The current city ordinance requires that any business wishing to have a licensed food truck in Evanston also have a brick-and-mortar restaurant in the city. No current restaurants in Evanston have food trucks under this regulation, according to a report by city officials.
At least one Evanston business does operate a mobile food business: Amanecer Breakfast Tacos serves their food out of a smaller-sized car around Northwestern’s campus and throughout other downtown areas. La Cocinita, which has a brick-and-mortar location in Evanston, 1625 Chicago Ave., operates food trucks in Chicago and New Orleans and plans to operate one in Evanston.
Food trucks are allowed in Evanston on a temporary basis for events, but require special permits to do so.
The revisions, which were introduced for discussion to the Human Services Committee in March, would remove the requirement that a food truck be associated with a brick-and-mortar restaurant and decrease the distance from schools that food trucks have to maintain. The proposed revisions would not require food trucks to stay away from establishments like hotels and big-box stores that sell food but not as their main form of business.
“We don’t want a food truck blocking the view or the access to businesses in a given area,” assistant city manager Marty Lyons said during the meeting.

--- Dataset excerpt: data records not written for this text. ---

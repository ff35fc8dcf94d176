//! Browser session and flash notices, both kept in private (encrypted and
//! authenticated) cookies so the frontend holds no server-side state.

use axum_extra::extract::cookie::{Cookie, PrivateCookieJar, SameSite};
use serde::{Deserialize, Serialize};
use tracing::warn;

use quill_types::api::UserResponse;

pub const SESSION_COOKIE: &str = "quill_session";
pub const FLASH_COOKIE: &str = "quill_flash";

/// The slice of the user record the frontend keeps between requests.
/// The avatar is left out; it can be megabytes of base64.
#[derive(Debug, Clone, PartialEq, Serialize, Deserialize)]
pub struct SessionUser {
    pub id: i64,
    pub username: String,
    pub email: String,
}

impl From<UserResponse> for SessionUser {
    fn from(user: UserResponse) -> Self {
        Self {
            id: user.id,
            username: user.username,
            email: user.email,
        }
    }
}

#[derive(Debug, Clone, Serialize, Deserialize)]
pub struct Session {
    pub token: String,
    pub user: SessionUser,
}

impl Session {
    pub fn load(jar: &PrivateCookieJar) -> Option<Self> {
        let cookie = jar.get(SESSION_COOKIE)?;
        serde_json::from_str(cookie.value())
            .map_err(|e| warn!("Discarding unreadable session cookie: {}", e))
            .ok()
    }

    pub fn store(&self, jar: PrivateCookieJar) -> PrivateCookieJar {
        match serde_json::to_string(self) {
            Ok(value) => jar.add(cookie(SESSION_COOKIE, value)),
            Err(e) => {
                warn!("Failed to serialize session: {}", e);
                jar
            }
        }
    }

    pub fn clear(jar: PrivateCookieJar) -> PrivateCookieJar {
        jar.remove(Cookie::build(SESSION_COOKIE).path("/"))
    }
}

#[derive(Debug, Clone, Copy, PartialEq, Eq, Serialize, Deserialize)]
#[serde(rename_all = "lowercase")]
pub enum Level {
    Success,
    Info,
    Warning,
    Danger,
}

impl Level {
    pub fn as_str(self) -> &'static str {
        match self {
            Self::Success => "success",
            Self::Info => "info",
            Self::Warning => "warning",
            Self::Danger => "danger",
        }
    }
}

#[derive(Debug, Clone, PartialEq, Serialize, Deserialize)]
pub struct Flash {
    pub level: Level,
    pub message: String,
}

/// Queue a notice for the next rendered page.
pub fn flash(jar: PrivateCookieJar, level: Level, message: impl Into<String>) -> PrivateCookieJar {
    let mut flashes = read_flashes(&jar);
    flashes.push(Flash {
        level,
        message: message.into(),
    });

    match serde_json::to_string(&flashes) {
        Ok(value) => jar.add(cookie(FLASH_COOKIE, value)),
        Err(e) => {
            warn!("Failed to serialize flash messages: {}", e);
            jar
        }
    }
}

/// Drain every queued notice.
pub fn take_flashes(jar: PrivateCookieJar) -> (PrivateCookieJar, Vec<Flash>) {
    let flashes = read_flashes(&jar);
    if flashes.is_empty() {
        return (jar, flashes);
    }
    (jar.remove(Cookie::build(FLASH_COOKIE).path("/")), flashes)
}

fn read_flashes(jar: &PrivateCookieJar) -> Vec<Flash> {
    jar.get(FLASH_COOKIE)
        .and_then(|c| serde_json::from_str(c.value()).ok())
        .unwrap_or_default()
}

fn cookie(name: &'static str, value: String) -> Cookie<'static> {
    Cookie::build((name, value))
        .path("/")
        .http_only(true)
        .same_site(SameSite::Lax)
        .build()
}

City staff is taking into consideration suggestions from a workshop meeting of representatives from business district groups, restaurants and food trucks that took place last month. Suggestions included establishing spots where food trucks would be permitted and limiting how long they could be parked there.
Aldermen added at Monday night’s meeting that the fees food trucks would have to pay should be carefully reviewed to maintain a fair situation for all city businesses.
“If they’re going to come in and take business, than their fees have to match that,” Ald. Delores Holmes (5th) said. “You just can’t come into a community where other restaurants, brick-and-mortar or whatever, are paying their share of those costs.”
The city is currently being sued by the Chicago-operated food truck Beavers Donuts over the current requirements. The suit is still pending, but Jacob Huebert, who is representing Beavers Donuts, told the Daily revisions could affect the lawsuit.
“If the city takes away the rule that you can’t have a food truck in Evanston if you don’t have a brick-and-mortar, that would be good news,” Huebert told The Daily. “We would hope at the same time that they wouldn’t put in regulations that would make it very hard for a food truck to come into Evanston.”
Chicago allows food trucks without brick-and-mortar locations to operate in the city, but it does impose a two-hour limit on how long trucks can operate in one location and limits the distance food trucks can be from food establishments. Chicago is being sued for the law that food trucks must have a GPS onboard so the city can track where they are operating.
Nathaniel Davis, a Winnetka resident, said he was in the process of building up a food truck business, and he said he had hoped to do business in Evanston.
“The law that says you have to be associated with a brick-and-mortar is bogus,” he said. “If that law is in place, no one can do anything as far as a food truck goes.”
The new proposed revisions will be brought before the committee again at their meeting in June.